[LU-685] Wide busy lock in kiblnd_pool_alloc_node Created: 14/Sep/11  Updated: 04/May/12  Resolved: 12/Dec/11

Status: Resolved
Project: Lustre
Component/s: None
Affects Version/s: None
Fix Version/s: Lustre 2.2.0, Lustre 2.1.2

Type: Bug Priority: Major
Reporter: Sebastien Buisson (Inactive) Assignee: Lai Siyao
Resolution: Fixed Votes: 0
Labels: None

Severity: 3
Rank (Obsolete): 4837

 Description   

Hi,

At CEA they have experienced at least 3 hangs of an MDS in the following context:

  • most of the memory (> 99%) is allocated by the kernel, caching inodes + attributes (system have 64 GB of memory)
  • 31 threads (over 32 cores) are busy waiting with the following backtrace (all are kiblns_sd_xx)

_spin_lock
kiblnd_pool_alloc_node
kiblnd_get_idle_tx
kiblnd_check_sends
kiblnd_post_rx
kiblnd_recv
lnet_ni_recv
lnet_recv_put
lnet_parse
kiblnd_handle_rx
kiblnd_rx_complete
kiblnd_complete
kiblnd_scheduler
kernel_thread

  • 1 thread (kiblnd_sd_11 in this case) is scheduled with the following bt

schedule
cfs_schedule
kiblnd_pool_alloc_node
kiblnd_get_idle_tx
kiblnd_check_sends
kiblnd_post_rx
kiblnd_recv
lnet_ni_recv
lnet_recv_put
lnet_parse
kiblnd_handle_rx
kiblnd_rx_complete
kiblnd_complete
kiblnd_scheduler
kernel_thread

  • 1 thread (router_checker) is busy waiting with the following bt (the 32 th)

spin_lock
kiblnd_pool_alloc_node
kiblnd_get_idle_tx
kiblnd_send
lnet_ni_send
lnet_send
LNetGet
lnet_router_checker
kernel_thread

  • 1 thread (kiblnd_connd) is scheduled with the following bt (the one owning the lock?)

schedule_timeout
__down
down
ldlm_pools_shrink
ldlm_polls_cli_shrink
shrink_slab
do_try_to_free_pages
__alloc_pages_nodemask
kmem_getpages
fallback_alloc
____cache_alloc_node
__kmalloc
cfs_alloc
kiblnd_alloc_pages
kiblnd_create_tx_pool
kiblnd_pool_alloc_node
kiblnd_get_idle_tx
kiblnd_check_sends
kiblnd_check_conns
kiblnd_connd
kernel_kthread

So, havind #cpu threads busy waiting on a spinlock is not ideal, especially when the owner seems to be scheduled awaiting for something else to happen. At the moment it is not possible to verify if the lock is the same for all threads because the crash dump is not accessible.

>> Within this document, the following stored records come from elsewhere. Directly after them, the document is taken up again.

//! gradebook-auth - login client for the gradebook backend
//!
//! Posts credentials to the backend's login endpoint, validates the
//! `{ code, msg, data }` response envelope and persists the returned
//! credential token in a key-value store for later authenticated requests.
//!
//! # Architecture
//!
//! This crate follows Clean Architecture / Hexagonal Architecture principles:
//!
//! - **Domain Layer** (`domain`): Models, errors and port traits
//! - **Service Layer** (`services`): Login, registration and token access
//! - **Infrastructure Layer** (`infrastructure`): HTTP transport, storage, config, logging
//! - **CLI Layer** (`cli`): Command-line interface
//!
//! # Example
//!
//! ```ignore
//! use std::sync::Arc;
//! use gradebook_auth::{HttpAuthTransport, HttpClientConfig, LoginCredentials, LoginService, SqliteKeyValueStore};
//!
//! #[tokio::main]
//! async fn main() -> anyhow::Result<()> {
//!     let transport = Arc::new(HttpAuthTransport::new(HttpClientConfig::default())?);
//!     let store = Arc::new(SqliteKeyValueStore::open(".gradebook/storage.db").await?);
//!     let session = LoginService::new(transport, store)
//!         .login(&LoginCredentials::new("alice", "secret"))
//!         .await?;
//!     println!("logged in as {:?}", session.role);
//!     Ok(())
//! }
//! ```

pub mod cli;
pub mod domain;
pub mod infrastructure;
pub mod services;

// Re-export commonly used types for convenience
pub use domain::models::{
    Config, LoginCredentials, LoginSession, RegisterRequest, RegistrationOutcome,
    RegistrationRole, ResponseEnvelope,
};
pub use domain::ports::{AuthTransport, KeyValueStore, StorageError, TransportError};
pub use domain::{LoginError, RegistrationError};
pub use infrastructure::config::{ConfigError, ConfigLoader};
pub use infrastructure::http::{HttpAuthTransport, HttpClientConfig};
pub use infrastructure::storage::{InMemoryKeyValueStore, SqliteKeyValueStore};
pub use services::{LoginService, RegistrationService, TokenService};
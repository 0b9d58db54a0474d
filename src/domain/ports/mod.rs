//! Port interfaces implemented by the infrastructure layer
//!
//! Services depend only on these traits so tests can substitute in-memory
//! or scripted adapters for the real HTTP client and storage.

pub mod auth_transport;
pub mod errors;
pub mod key_value_store;

pub use auth_transport::AuthTransport;
pub use errors::{StorageError, TransportError};
pub use key_value_store::KeyValueStore;
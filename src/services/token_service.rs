//! Read access to the stored credential token

use std::sync::Arc;

use crate::domain::models::config::{DEFAULT_TOKEN_KEY, DEFAULT_TOKEN_PREFIX};
use crate::domain::ports::{KeyValueStore, StorageError};

/// Read-only access to the stored credential token
pub struct TokenService {
    store: Arc<dyn KeyValueStore>,
    token_key: String,
    token_prefix: String,
}

impl TokenService {
    /// Read the token from `store` under the default key
    pub fn new(store: Arc<dyn KeyValueStore>) -> Self {
        Self {
            store,
            token_key: DEFAULT_TOKEN_KEY.to_string(),
            token_prefix: DEFAULT_TOKEN_PREFIX.to_string(),
        }
    }

    /// Override the storage key
    #[must_use]
    pub fn with_token_key(mut self, token_key: impl Into<String>) -> Self {
        self.token_key = token_key.into();
        self
    }

    /// Override the Authorization header prefix
    #[must_use]
    pub fn with_token_prefix(mut self, token_prefix: impl Into<String>) -> Self {
        self.token_prefix = token_prefix.into();
        self
    }

    /// The token stored by the last successful login, if any
    pub async fn current_token(&self) -> Result<Option<String>, StorageError> {
        Ok(self
            .store
            .get(&self.token_key)
            .await?
            .filter(|token| !token.is_empty()))
    }

    /// Value for the `Authorization` header of an authenticated request
    pub async fn authorization_header(&self) -> Result<Option<String>, StorageError> {
        Ok(self
            .current_token()
            .await?
            .map(|token| format!("{}{}", self.token_prefix, token)))
    }
}
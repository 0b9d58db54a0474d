//! Implementation of the `gradebook-auth register` command.

use anyhow::Result;
use serde::Serialize;

use crate::cli::output::{output, CommandOutput};
use crate::cli::progress::{create_spinner_with_message, ProgressBarExt};
use crate::cli::types::RegisterArgs;
use crate::domain::models::{Config, RegisterRequest, RegistrationRole};
use crate::infrastructure::setup::AppServices;

/// Result of `register`
#[derive(Debug, Serialize)]
pub struct RegisterOutput {
    /// Whether the backend accepted the registration
    pub success: bool,
    /// Account type registered
    pub role: RegistrationRole,
    /// Registered username
    pub username: String,
    /// Server message
    pub message: String,
}

impl CommandOutput for RegisterOutput {
    fn to_human(&self) -> String {
        if self.message.is_empty() {
            format!("Registered {} account '{}'.", self.role, self.username)
        } else {
            format!(
                "Registered {} account '{}': {}",
                self.role, self.username, self.message
            )
        }
    }
}

/// Map the command line onto a registration request for `role`
pub fn build_request(args: &RegisterArgs, role: RegistrationRole) -> RegisterRequest {
    let mut request = RegisterRequest {
        username: args.username.clone(),
        password: args.password.clone(),
        confirm_password: args.confirm_password.clone(),
        real_name: args.real_name.clone(),
        ..Default::default()
    };
    match role {
        RegistrationRole::Student => request.student_no = Some(args.number.clone()),
        RegistrationRole::Teacher => {
            request.teacher_no = Some(args.number.clone());
            request.phone = args.phone.clone();
        }
    }
    request
}

/// Validate and submit a registration
pub async fn execute(args: RegisterArgs, config: &Config, json_mode: bool) -> Result<()> {
    let role = RegistrationRole::from(args.role);
    let request = build_request(&args, role);

    let services = AppServices::build(config).await?;

    let spinner = create_spinner_with_message(format!("Registering {role} account"), json_mode);
    let result = services.registration.register(role, &request).await;
    services.shutdown().await;

    let outcome = match result {
        Ok(outcome) => {
            spinner.finish_success("Registration complete");
            outcome
        }
        Err(err) => {
            spinner.finish_error("Registration failed");
            return Err(err.into());
        }
    };

    let output_data = RegisterOutput {
        success: true,
        role: outcome.role,
        username: args.username,
        message: outcome.message,
    };
    output(&output_data, json_mode);
    Ok(())
}

#[cfg(test)]
mod tests {
    use super::*;
    use crate::cli::types::RoleArg;

    fn args(role: RoleArg) -> RegisterArgs {
        RegisterArgs {
            role,
            username: "carol".to_string(),
            password: "pw".to_string(),
            confirm_password: "pw".to_string(),
            number: "N-42".to_string(),
            real_name: None,
            phone: Some("555".to_string()),
        }
    }

    #[test]
    fn test_student_request_drops_phone() {
        let request = build_request(&args(RoleArg::Student), RegistrationRole::Student);
        assert_eq!(request.student_no.as_deref(), Some("N-42"));
        assert_eq!(request.teacher_no, None);
        assert_eq!(request.phone, None);
    }

    #[test]
    fn test_teacher_request_keeps_phone() {
        let request = build_request(&args(RoleArg::Teacher), RegistrationRole::Teacher);
        assert_eq!(request.teacher_no.as_deref(), Some("N-42"));
        assert_eq!(request.phone.as_deref(), Some("555"));
    }
}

Trying to workaround this issue, we made a patch that allows choosing how many kiblnd threads are started, via a kernel module option. We set this number to 24 (for 32 cores).
The issue reproduced, this time having 24 threads spinning on a spinlock, 4 kswapd waiting to acquire a lock in lu_cache_shrink, most of the others threads stucks in congestion_wait.

Cheers,
Sebastien.



 Comments   
Comment by Alexandre Louvet [ 14/Sep/11 ]

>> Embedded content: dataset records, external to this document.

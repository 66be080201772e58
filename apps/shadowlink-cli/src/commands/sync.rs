//! Sync command - Reconcile one relationship over its whole collections

use clap::Args;
use tokio_util::sync::CancellationToken;
use tracing::{info, warn};

use shadowlink_sync::reconciliation::ActionType;
use shadowlink_sync::{
    FailurePolicy, ReconciliationError, ReconciliationMode, ReconciliationReport, RunStatus,
};

use crate::config::Settings;
use crate::error::{CliError, CliResult};
use crate::output::{
    print_field, print_json, print_ok, print_warning, render_changes, OutputFormat,
};

use super::Workspace;

/// Arguments for the sync command
#[derive(Args, Debug, Clone)]
pub struct SyncArgs {
    /// Source kind to reconcile
    #[arg(long = "cpt", value_name = "SOURCE_KIND")]
    pub source_kind: String,

    /// Mirror kind to reconcile
    #[arg(long = "tax", value_name = "MIRROR_KIND")]
    pub mirror_kind: String,

    /// Report what would change without changing anything
    #[arg(long)]
    pub dry_run: bool,

    /// Output format
    #[arg(long, value_enum, default_value_t = OutputFormat::Table)]
    pub output: OutputFormat,

    /// Records per page (overrides SHADOWLINK_PAGE_SIZE)
    #[arg(long, value_name = "N")]
    pub page_size: Option<usize>,

    /// Keep going after a failed action (overrides SHADOWLINK_FAILURE_POLICY)
    #[arg(long)]
    pub continue_on_error: bool,
}

impl SyncArgs {
    fn mode(&self) -> ReconciliationMode {
        ReconciliationMode::from_dry_run(self.dry_run)
    }
}

/// Run one pass and persist what it applied.
///
/// The outer error covers everything that stops the pass from starting
/// (data file, unknown kinds). The inner result is the engine's own.
pub async fn reconcile(
    args: &SyncArgs,
    settings: &Settings,
    cancel: &CancellationToken,
) -> CliResult<Result<ReconciliationReport, ReconciliationError>> {
    let mut config = settings.reconciliation();
    if let Some(page_size) = args.page_size {
        config = config.with_page_size(page_size);
    }
    if args.continue_on_error {
        config = config.with_failure_policy(FailurePolicy::Continue);
    }
    config.validate()?;

    let workspace = Workspace::open(settings, config)?;
    let relationship = workspace.relationship(&args.source_kind, &args.mirror_kind)?;
    let engine = workspace.registry.engine(&relationship)?;

    let mode = args.mode();
    let result = engine.run(mode, cancel).await;

    let touched = match &result {
        Ok(report) => report.touched(),
        Err(e) => e.partial_report().map_or(0, ReconciliationReport::touched),
    };
    if !mode.is_dry_run() && touched > 0 {
        workspace.file.save(&workspace.store)?;
    }

    Ok(result)
}

/// Execute the sync command
pub async fn execute(args: SyncArgs, settings: &Settings) -> CliResult<()> {
    let cancel = CancellationToken::new();
    let interrupt = {
        let cancel = cancel.clone();
        tokio::spawn(async move {
            if tokio::signal::ctrl_c().await.is_ok() {
                warn!("Interrupted, stopping after the current chunk");
                cancel.cancel();
            }
        })
    };

    let outcome = reconcile(&args, settings, &cancel).await;
    interrupt.abort();

    match outcome? {
        Ok(report) => {
            render(&report, args.output)?;
            verdict(&report)
        }
        Err(e) => {
            if let Some(partial) = e.partial_report() {
                render(partial, args.output)?;
            }
            Err(e.into())
        }
    }
}

/// Exit status of a finished pass.
pub fn verdict(report: &ReconciliationReport) -> CliResult<()> {
    if report.status == RunStatus::Cancelled {
        return Err(CliError::Cancelled);
    }
    if report.statistics.failed > 0 {
        return Err(CliError::Incomplete {
            failed: report.statistics.failed,
        });
    }
    info!(run_id = %report.run_id, outcome = %report.outcome, "Sync complete");
    Ok(())
}

fn render(report: &ReconciliationReport, format: OutputFormat) -> CliResult<()> {
    match format {
        OutputFormat::Json => print_json(report),
        OutputFormat::Table => {
            if report.mode.is_dry_run() {
                println!("Dry run: {}", report.relationship);
                println!();
                println!("{}", render_changes(report));
                println!();
            }

            let stats = &report.statistics;
            let counts = if report.mode.is_dry_run() {
                &stats.planned
            } else {
                &stats.applied
            };
            for action in ActionType::APPLY_ORDER {
                print_field(action.as_str(), &counts.get(action).to_string());
            }
            if stats.skipped > 0 {
                print_field("skipped", &stats.skipped.to_string());
            }
            for failure in &report.failures {
                print_warning(&format!(
                    "{} of {} failed: {}",
                    failure.action, failure.record, failure.message
                ));
            }

            print_ok(&format!("{}: {}", report.relationship, report.outcome));
            Ok(())
        }
    }
}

Well, we made some progress on this one. The root issue seems to be in the reclaim path which doesn't work. When we are in bad shape, forcing a reclaim (echo 3 > /proc/sys/vm/drop_caches) doesn't free memory. We have verified by activating lustre debug log that the number of objects doesn't change between lu_cache_shrink invocation.

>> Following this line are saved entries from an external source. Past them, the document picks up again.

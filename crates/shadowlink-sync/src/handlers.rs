//! Sync trigger handlers
//!
//! Three handlers keep one relationship in sync as records change:
//!
//! - source created/updated -> create, link or update its mirror
//! - source about to be deleted -> delete its mirror and clear the link
//! - mirror created outside shadowlink -> originate (or link) a source record
//!
//! Each invocation re-fetches the authoritative record, resolves to at most
//! one record mutation plus the matching association write, and never
//! retries. A failed mutation leaves the pair un-synced until the next event
//! or the next reconciliation pass.

use std::sync::Arc;

use async_trait::async_trait;
use tracing::{debug, info, instrument, warn};

use shadowlink_core::{
    MirrorId, MirrorRecord, NewMirror, NewSource, Relationship, ShadowlinkResult, SourceId,
};

use crate::dispatch::{
    internally, EventOrigin, HookDispatcher, HookPoint, TriggerEvent, TriggerHandler,
};
use crate::locks::{slug_key, source_key, KeyedLocks};
use crate::repository::{RecordRef, SyncStores};

/// Why a handler did nothing.
#[derive(Debug, Clone, Copy, PartialEq, Eq)]
pub enum SkipReason {
    /// The record no longer exists.
    RecordMissing,
    /// The record belongs to another kind.
    KindMismatch,
    /// The source record is not published.
    NotPublished,
    /// The event was raised by shadowlink itself.
    InternalOrigin,
    /// The matching counterpart is already linked to another live record.
    LinkedElsewhere,
}

/// Result of a single handler invocation.
#[derive(Debug, Clone, PartialEq, Eq)]
pub enum HandlerOutcome {
    /// A mirror record was created and linked.
    MirrorCreated(MirrorId),
    /// The linked mirror's name/slug were brought in line with the source.
    MirrorUpdated(MirrorId),
    /// The linked mirror was deleted and the link cleared.
    MirrorDeleted(MirrorId),
    /// A source record was originated from a mirror and linked.
    SourceCreated(SourceId),
    /// An existing pair was (re)linked without creating anything.
    Linked {
        /// Source side.
        source_id: SourceId,
        /// Mirror side.
        mirror_id: MirrorId,
    },
    /// A dangling link was removed; there was nothing left to delete.
    LinkCleared,
    /// Already in sync.
    Unchanged,
    /// Not applicable to this relationship.
    Skipped(SkipReason),
}

impl HandlerOutcome {
    /// Whether a record was created, updated or deleted.
    #[must_use]
    pub fn mutated_record(&self) -> bool {
        matches!(
            self,
            HandlerOutcome::MirrorCreated(_)
                | HandlerOutcome::MirrorUpdated(_)
                | HandlerOutcome::MirrorDeleted(_)
                | HandlerOutcome::SourceCreated(_)
        )
    }
}

/// Handler state for one relationship.
pub struct SyncHandlers {
    relationship: Relationship,
    stores: SyncStores,
    locks: Arc<KeyedLocks>,
}

impl SyncHandlers {
    /// Create handlers for a relationship.
    pub fn new(relationship: Relationship, stores: SyncStores, locks: Arc<KeyedLocks>) -> Self {
        Self {
            relationship,
            stores,
            locks,
        }
    }

    /// The relationship these handlers serve.
    #[must_use]
    pub fn relationship(&self) -> &Relationship {
        &self.relationship
    }

    /// React to a source record being created or updated.
    #[instrument(skip(self), fields(relationship = %self.relationship))]
    pub async fn on_source_upserted(&self, source_id: SourceId) -> ShadowlinkResult<HandlerOutcome> {
        let _guard = self.locks.lock(source_key(source_id)).await;
        let rel = &self.relationship;

        let Some(source) = self.stores.sources.get(source_id).await? else {
            debug!("Source record is gone");
            return Ok(HandlerOutcome::Skipped(SkipReason::RecordMissing));
        };
        if source.kind != rel.source_kind {
            return Ok(HandlerOutcome::Skipped(SkipReason::KindMismatch));
        }
        if !source.is_published() {
            debug!(status = %source.status, "Source is not published");
            return Ok(HandlerOutcome::Skipped(SkipReason::NotPublished));
        }

        if let Some(mirror_id) = self.stores.associations.get_mirror_id(source_id).await? {
            match self.stores.mirrors.get(mirror_id).await? {
                Some(mirror) if mirror.kind == rel.mirror_kind => {
                    // Re-entrancy guard: a mirror already in sync ends the chain.
                    if mirror.is_in_sync_with(&source) {
                        return Ok(HandlerOutcome::Unchanged);
                    }
                    self.stores
                        .mirrors
                        .update(mirror_id, source.mirror_fields())
                        .await?;
                    info!(mirror_id = %mirror_id, name = %source.title, slug = %source.slug, "Mirror updated");
                    return Ok(HandlerOutcome::MirrorUpdated(mirror_id));
                }
                _ => {
                    warn!(mirror_id = %mirror_id, "Source points at a missing mirror, dropping the link");
                    self.stores
                        .associations
                        .clear_link(RecordRef::Source(source_id))
                        .await?;
                }
            }
        }

        if let Some(existing) = self
            .stores
            .mirrors
            .find_by_slug(&rel.mirror_kind, &source.slug)
            .await?
        {
            if self.mirror_is_free_for(&existing, source_id).await? {
                self.stores
                    .associations
                    .set_link(source_id, existing.id)
                    .await?;
                if !existing.is_in_sync_with(&source) {
                    self.stores
                        .mirrors
                        .update(existing.id, source.mirror_fields())
                        .await?;
                }
                info!(mirror_id = %existing.id, "Existing mirror linked by slug");
                return Ok(HandlerOutcome::Linked {
                    source_id,
                    mirror_id: existing.id,
                });
            }
            warn!(mirror_id = %existing.id, slug = %source.slug, "Mirror with this slug belongs to another source");
            return Ok(HandlerOutcome::Skipped(SkipReason::LinkedElsewhere));
        }

        let mirror = internally(
            self.stores
                .mirrors
                .create(NewMirror::from_fields(&rel.mirror_kind, source.mirror_fields())),
        )
        .await?;
        self.stores
            .associations
            .set_link(source_id, mirror.id)
            .await?;

        info!(mirror_id = %mirror.id, slug = %mirror.slug, "Mirror created");
        Ok(HandlerOutcome::MirrorCreated(mirror.id))
    }

    /// React to a source record about to be deleted.
    #[instrument(skip(self), fields(relationship = %self.relationship))]
    pub async fn on_source_deleted(&self, source_id: SourceId) -> ShadowlinkResult<HandlerOutcome> {
        let _guard = self.locks.lock(source_key(source_id)).await;
        let rel = &self.relationship;

        if let Some(source) = self.stores.sources.get(source_id).await? {
            if source.kind != rel.source_kind {
                return Ok(HandlerOutcome::Skipped(SkipReason::KindMismatch));
            }
        }

        let Some(mirror_id) = self.stores.associations.get_mirror_id(source_id).await? else {
            debug!("Source has no mirror");
            return Ok(HandlerOutcome::Unchanged);
        };

        let deleted = match self.stores.mirrors.get(mirror_id).await? {
            Some(mirror) if mirror.kind != rel.mirror_kind => {
                return Ok(HandlerOutcome::Skipped(SkipReason::KindMismatch));
            }
            Some(_) => match self.stores.mirrors.delete(mirror_id).await {
                Ok(()) => true,
                Err(e) if e.is_not_found() => false,
                Err(e) => return Err(e),
            },
            None => false,
        };

        self.stores
            .associations
            .clear_link(RecordRef::Source(source_id))
            .await?;

        if deleted {
            info!(mirror_id = %mirror_id, "Mirror deleted with its source");
            Ok(HandlerOutcome::MirrorDeleted(mirror_id))
        } else {
            debug!(mirror_id = %mirror_id, "Mirror was already gone");
            Ok(HandlerOutcome::LinkCleared)
        }
    }

    /// React to a mirror record created outside the source-upsert path.
    #[instrument(skip(self), fields(relationship = %self.relationship))]
    pub async fn on_mirror_created(
        &self,
        mirror_id: MirrorId,
        origin: EventOrigin,
    ) -> ShadowlinkResult<HandlerOutcome> {
        if origin == EventOrigin::Internal {
            return Ok(HandlerOutcome::Skipped(SkipReason::InternalOrigin));
        }
        let rel = &self.relationship;

        let Some(mirror) = self.stores.mirrors.get(mirror_id).await? else {
            return Ok(HandlerOutcome::Skipped(SkipReason::RecordMissing));
        };
        if mirror.kind != rel.mirror_kind {
            return Ok(HandlerOutcome::Skipped(SkipReason::KindMismatch));
        }

        let _guard = self
            .locks
            .lock(slug_key(&rel.source_kind, &mirror.slug))
            .await;

        if let Some(source_id) = self.stores.associations.get_source_id(mirror_id).await? {
            if let Some(source) = self.stores.sources.get(source_id).await? {
                if source.kind == rel.source_kind {
                    return Ok(HandlerOutcome::Unchanged);
                }
                debug!(source_id = %source_id, kind = %source.kind, "Mirror belongs to another source kind");
                return Ok(HandlerOutcome::Skipped(SkipReason::LinkedElsewhere));
            }
        }

        // Guard by identity rather than by association: a host that cannot
        // flag origin delivers mirrors created by `on_source_upserted` here
        // before the link is written.
        match self
            .stores
            .sources
            .find_by_slug(&rel.source_kind, &mirror.slug)
            .await?
        {
            None => {
                let source = internally(
                    self.stores
                        .sources
                        .create(NewSource::from_fields(&rel.source_kind, mirror.source_fields())),
                )
                .await?;
                self.stores
                    .associations
                    .set_link(source.id, mirror_id)
                    .await?;
                info!(source_id = %source.id, slug = %source.slug, "Source originated from mirror");
                Ok(HandlerOutcome::SourceCreated(source.id))
            }
            Some(source) => {
                if let Some(linked) = self.stores.associations.get_mirror_id(source.id).await? {
                    if linked != mirror_id && self.mirror_is_live(linked).await? {
                        warn!(source_id = %source.id, linked_mirror = %linked, "Source already has a mirror");
                        return Ok(HandlerOutcome::Skipped(SkipReason::LinkedElsewhere));
                    }
                }
                self.stores
                    .associations
                    .set_link(source.id, mirror_id)
                    .await?;
                info!(source_id = %source.id, "Association repaired for existing source");
                Ok(HandlerOutcome::Linked {
                    source_id: source.id,
                    mirror_id,
                })
            }
        }
    }

    /// Attach the three handlers to a dispatcher.
    ///
    /// Returns how many were newly attached (0 when already wired).
    pub fn attach_to(self: &Arc<Self>, dispatcher: &dyn HookDispatcher) -> usize {
        let rel = &self.relationship;
        let attached = [
            dispatcher.attach(
                HookPoint::SourceUpserted,
                &rel.source_kind,
                Arc::new(SourceUpsertHandler(self.clone())),
            ),
            dispatcher.attach(
                HookPoint::SourceDeleted,
                &rel.source_kind,
                Arc::new(SourceDeleteHandler(self.clone())),
            ),
            dispatcher.attach(
                HookPoint::MirrorCreated,
                &rel.mirror_kind,
                Arc::new(MirrorCreateHandler(self.clone())),
            ),
        ];
        attached.iter().filter(|newly| **newly).count()
    }

    async fn mirror_is_free_for(
        &self,
        mirror: &MirrorRecord,
        source_id: SourceId,
    ) -> ShadowlinkResult<bool> {
        match self.stores.associations.get_source_id(mirror.id).await? {
            None => Ok(true),
            Some(linked) if linked == source_id => Ok(true),
            Some(linked) => Ok(!self.holds_mirror(linked).await?),
        }
    }

    /// A published source of this relationship, or any source of another
    /// kind, keeps its mirror.
    async fn holds_mirror(&self, source_id: SourceId) -> ShadowlinkResult<bool> {
        Ok(self
            .stores
            .sources
            .get(source_id)
            .await?
            .is_some_and(|s| s.kind != self.relationship.source_kind || s.is_published()))
    }

    async fn mirror_is_live(&self, mirror_id: MirrorId) -> ShadowlinkResult<bool> {
        Ok(self
            .stores
            .mirrors
            .get(mirror_id)
            .await?
            .is_some_and(|m| m.kind == self.relationship.mirror_kind))
    }

    fn handler_name(&self, hook: HookPoint) -> String {
        format!(
            "shadowlink:{}:{}:{}",
            self.relationship.source_kind, self.relationship.mirror_kind, hook
        )
    }
}

/// Dispatcher adapter for [`SyncHandlers::on_source_upserted`].
pub struct SourceUpsertHandler(pub Arc<SyncHandlers>);

#[async_trait]
impl TriggerHandler for SourceUpsertHandler {
    fn name(&self) -> String {
        self.0.handler_name(HookPoint::SourceUpserted)
    }

    async fn handle(&self, event: &TriggerEvent) -> ShadowlinkResult<HandlerOutcome> {
        self.0
            .on_source_upserted(SourceId::from_uuid(event.record_id))
            .await
    }
}

/// Dispatcher adapter for [`SyncHandlers::on_source_deleted`].
pub struct SourceDeleteHandler(pub Arc<SyncHandlers>);

#[async_trait]
impl TriggerHandler for SourceDeleteHandler {
    fn name(&self) -> String {
        self.0.handler_name(HookPoint::SourceDeleted)
    }

    async fn handle(&self, event: &TriggerEvent) -> ShadowlinkResult<HandlerOutcome> {
        self.0
            .on_source_deleted(SourceId::from_uuid(event.record_id))
            .await
    }
}

/// Dispatcher adapter for [`SyncHandlers::on_mirror_created`].
pub struct MirrorCreateHandler(pub Arc<SyncHandlers>);

#[async_trait]
impl TriggerHandler for MirrorCreateHandler {
    fn name(&self) -> String {
        self.0.handler_name(HookPoint::MirrorCreated)
    }

    async fn handle(&self, event: &TriggerEvent) -> ShadowlinkResult<HandlerOutcome> {
        self.0
            .on_mirror_created(MirrorId::from_uuid(event.record_id), event.origin)
            .await
    }
}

After more investigations, we have verified that the assertion in the comment of lu_site_purge is not verified "(less then ten)". By scanning the first 100000 nodes (over 22 millions !) we found about 1500 objects with a h->loh_ref > 0 (the first 128 were in this stat, which explain why no nodes are selected during reclaim).

Our tentative to workaround this issue is to move busy object found during the lu_site_purge scan at tail of the lru, but may be not having those nodes into the lru would be a better idea ? (Based on the expectation that the number of busy object we have is normal).

Alex.

Comment by Peter Jones [ 14/Sep/11 ]

Lai

Can you please look into this one?

Thanks

Peter

Comment by Lai Siyao [ 15/Sep/11 ]

I am not sure the inefficient lu_site_purge() will cause system hang; IMHO it should only make system load high and memory reclamation slow.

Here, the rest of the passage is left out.